Task to complete: Every line in the records below between the one holding "serializer.collect_str(self)" and the one holding "let text = String::deserialize(deserializer)?;", inclusive, is to be set down exactly; all other lines are to be left out.

*** Data provided ***

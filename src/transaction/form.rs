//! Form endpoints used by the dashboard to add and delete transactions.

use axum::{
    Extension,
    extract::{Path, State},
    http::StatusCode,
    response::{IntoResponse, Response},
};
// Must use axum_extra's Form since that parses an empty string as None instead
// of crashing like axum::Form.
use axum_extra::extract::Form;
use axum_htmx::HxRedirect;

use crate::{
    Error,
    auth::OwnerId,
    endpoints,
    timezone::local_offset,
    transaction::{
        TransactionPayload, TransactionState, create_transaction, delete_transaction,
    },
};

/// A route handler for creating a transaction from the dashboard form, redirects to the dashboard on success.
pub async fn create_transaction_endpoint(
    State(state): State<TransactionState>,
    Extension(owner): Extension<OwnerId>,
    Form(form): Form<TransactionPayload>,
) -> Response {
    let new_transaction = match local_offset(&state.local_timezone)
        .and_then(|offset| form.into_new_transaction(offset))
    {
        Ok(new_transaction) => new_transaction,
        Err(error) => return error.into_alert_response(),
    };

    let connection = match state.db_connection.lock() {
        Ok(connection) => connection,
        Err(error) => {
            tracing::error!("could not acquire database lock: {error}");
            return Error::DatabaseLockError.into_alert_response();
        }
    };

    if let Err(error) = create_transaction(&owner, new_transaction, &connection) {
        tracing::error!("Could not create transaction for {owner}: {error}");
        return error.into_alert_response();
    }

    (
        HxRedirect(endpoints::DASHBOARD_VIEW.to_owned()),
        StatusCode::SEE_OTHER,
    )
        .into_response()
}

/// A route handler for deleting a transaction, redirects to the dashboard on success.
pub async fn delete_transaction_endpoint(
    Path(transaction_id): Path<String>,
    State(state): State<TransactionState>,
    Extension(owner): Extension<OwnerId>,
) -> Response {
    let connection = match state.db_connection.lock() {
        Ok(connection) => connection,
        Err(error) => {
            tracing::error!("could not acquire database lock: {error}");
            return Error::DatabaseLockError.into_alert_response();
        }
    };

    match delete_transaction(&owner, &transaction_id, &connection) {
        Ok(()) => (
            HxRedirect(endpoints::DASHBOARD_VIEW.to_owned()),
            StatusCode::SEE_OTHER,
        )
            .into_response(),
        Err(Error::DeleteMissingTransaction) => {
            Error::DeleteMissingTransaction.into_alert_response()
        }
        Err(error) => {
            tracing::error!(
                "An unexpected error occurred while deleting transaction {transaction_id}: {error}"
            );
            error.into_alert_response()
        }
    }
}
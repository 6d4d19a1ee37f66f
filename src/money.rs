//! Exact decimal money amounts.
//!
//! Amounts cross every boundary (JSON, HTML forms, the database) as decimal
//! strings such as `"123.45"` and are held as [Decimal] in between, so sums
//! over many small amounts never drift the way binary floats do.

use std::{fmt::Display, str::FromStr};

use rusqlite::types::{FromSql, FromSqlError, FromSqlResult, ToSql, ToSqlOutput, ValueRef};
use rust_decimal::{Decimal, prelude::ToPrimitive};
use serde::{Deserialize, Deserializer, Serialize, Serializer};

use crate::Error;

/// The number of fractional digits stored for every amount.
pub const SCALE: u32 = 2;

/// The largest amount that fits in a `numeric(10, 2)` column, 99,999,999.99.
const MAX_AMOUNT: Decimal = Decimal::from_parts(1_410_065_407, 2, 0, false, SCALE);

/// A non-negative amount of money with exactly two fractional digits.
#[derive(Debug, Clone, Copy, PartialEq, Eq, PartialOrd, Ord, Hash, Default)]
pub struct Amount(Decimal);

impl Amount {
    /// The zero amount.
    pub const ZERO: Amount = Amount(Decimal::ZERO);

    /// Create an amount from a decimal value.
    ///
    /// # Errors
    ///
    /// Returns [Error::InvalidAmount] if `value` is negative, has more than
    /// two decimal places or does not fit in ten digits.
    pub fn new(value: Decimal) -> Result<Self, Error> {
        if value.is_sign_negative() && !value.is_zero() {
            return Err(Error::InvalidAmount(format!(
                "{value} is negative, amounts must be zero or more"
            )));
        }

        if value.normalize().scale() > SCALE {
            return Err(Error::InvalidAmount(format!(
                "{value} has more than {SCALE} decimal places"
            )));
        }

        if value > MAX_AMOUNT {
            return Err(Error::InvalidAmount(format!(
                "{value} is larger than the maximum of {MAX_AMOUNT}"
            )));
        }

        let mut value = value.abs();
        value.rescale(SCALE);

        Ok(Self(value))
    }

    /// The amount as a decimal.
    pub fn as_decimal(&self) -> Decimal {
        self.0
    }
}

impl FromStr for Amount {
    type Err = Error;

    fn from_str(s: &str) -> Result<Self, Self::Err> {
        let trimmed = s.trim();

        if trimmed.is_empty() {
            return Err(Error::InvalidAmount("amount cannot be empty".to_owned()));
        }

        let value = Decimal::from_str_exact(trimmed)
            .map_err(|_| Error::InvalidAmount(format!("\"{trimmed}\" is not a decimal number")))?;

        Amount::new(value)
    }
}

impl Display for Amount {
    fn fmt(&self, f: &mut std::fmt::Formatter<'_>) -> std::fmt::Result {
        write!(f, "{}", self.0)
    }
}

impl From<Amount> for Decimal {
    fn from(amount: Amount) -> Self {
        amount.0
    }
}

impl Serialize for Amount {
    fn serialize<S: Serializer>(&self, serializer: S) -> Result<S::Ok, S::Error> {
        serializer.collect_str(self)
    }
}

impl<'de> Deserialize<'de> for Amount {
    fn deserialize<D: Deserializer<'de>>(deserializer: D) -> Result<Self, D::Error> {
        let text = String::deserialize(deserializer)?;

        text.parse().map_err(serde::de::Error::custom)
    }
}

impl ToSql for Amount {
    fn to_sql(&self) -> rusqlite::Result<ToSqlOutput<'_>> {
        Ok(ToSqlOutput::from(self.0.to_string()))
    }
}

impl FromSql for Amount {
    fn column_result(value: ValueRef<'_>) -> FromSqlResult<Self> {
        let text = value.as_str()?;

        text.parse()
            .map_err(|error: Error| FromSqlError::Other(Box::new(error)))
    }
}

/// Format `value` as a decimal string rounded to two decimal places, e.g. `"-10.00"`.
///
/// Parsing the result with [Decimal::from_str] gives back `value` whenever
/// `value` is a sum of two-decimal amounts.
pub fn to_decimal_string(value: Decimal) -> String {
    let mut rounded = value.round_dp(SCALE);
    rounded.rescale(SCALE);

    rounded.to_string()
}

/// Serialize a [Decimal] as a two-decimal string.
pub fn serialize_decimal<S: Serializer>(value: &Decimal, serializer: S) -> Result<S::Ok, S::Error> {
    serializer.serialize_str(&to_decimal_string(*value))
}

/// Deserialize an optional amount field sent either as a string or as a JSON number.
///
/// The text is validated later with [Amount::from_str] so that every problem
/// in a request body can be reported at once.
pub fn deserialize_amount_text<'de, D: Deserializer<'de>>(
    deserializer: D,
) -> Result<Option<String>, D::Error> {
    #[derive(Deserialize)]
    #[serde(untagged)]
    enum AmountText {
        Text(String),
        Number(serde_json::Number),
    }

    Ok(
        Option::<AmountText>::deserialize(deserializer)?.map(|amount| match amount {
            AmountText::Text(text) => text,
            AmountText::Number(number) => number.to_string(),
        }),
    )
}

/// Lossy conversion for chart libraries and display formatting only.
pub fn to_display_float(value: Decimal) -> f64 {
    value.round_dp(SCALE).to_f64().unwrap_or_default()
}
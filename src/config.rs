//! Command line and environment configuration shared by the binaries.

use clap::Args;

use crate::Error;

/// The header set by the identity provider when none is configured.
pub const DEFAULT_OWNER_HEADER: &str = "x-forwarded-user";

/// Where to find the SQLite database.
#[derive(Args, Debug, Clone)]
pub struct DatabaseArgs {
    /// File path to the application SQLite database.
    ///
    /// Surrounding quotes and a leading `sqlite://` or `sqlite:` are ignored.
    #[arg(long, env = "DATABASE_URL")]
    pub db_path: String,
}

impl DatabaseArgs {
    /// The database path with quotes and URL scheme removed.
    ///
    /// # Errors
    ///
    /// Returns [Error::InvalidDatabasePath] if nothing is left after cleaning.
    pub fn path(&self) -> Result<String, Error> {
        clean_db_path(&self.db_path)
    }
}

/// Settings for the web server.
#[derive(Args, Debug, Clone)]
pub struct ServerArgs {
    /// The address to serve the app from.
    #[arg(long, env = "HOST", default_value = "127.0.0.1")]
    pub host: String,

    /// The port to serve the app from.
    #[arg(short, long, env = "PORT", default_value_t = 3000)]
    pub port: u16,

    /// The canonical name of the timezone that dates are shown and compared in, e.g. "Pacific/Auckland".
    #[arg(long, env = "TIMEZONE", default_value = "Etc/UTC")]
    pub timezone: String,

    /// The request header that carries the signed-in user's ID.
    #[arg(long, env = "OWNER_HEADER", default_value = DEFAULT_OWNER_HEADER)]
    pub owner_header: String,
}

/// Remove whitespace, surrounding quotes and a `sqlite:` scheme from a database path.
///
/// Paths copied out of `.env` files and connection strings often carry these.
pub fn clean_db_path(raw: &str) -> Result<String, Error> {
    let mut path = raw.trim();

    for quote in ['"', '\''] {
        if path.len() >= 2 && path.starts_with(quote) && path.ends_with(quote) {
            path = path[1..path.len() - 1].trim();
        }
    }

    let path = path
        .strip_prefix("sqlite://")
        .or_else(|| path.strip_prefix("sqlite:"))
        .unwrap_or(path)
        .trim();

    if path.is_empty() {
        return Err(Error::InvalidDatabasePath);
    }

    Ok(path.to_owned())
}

***

Response:
        serializer.collect_str(self)
    }
}

impl<'de> Deserialize<'de> for Amount {
    fn deserialize<D: Deserializer<'de>>(deserializer: D) -> Result<Self, D::Error> {
        let text = String::deserialize(deserializer)?;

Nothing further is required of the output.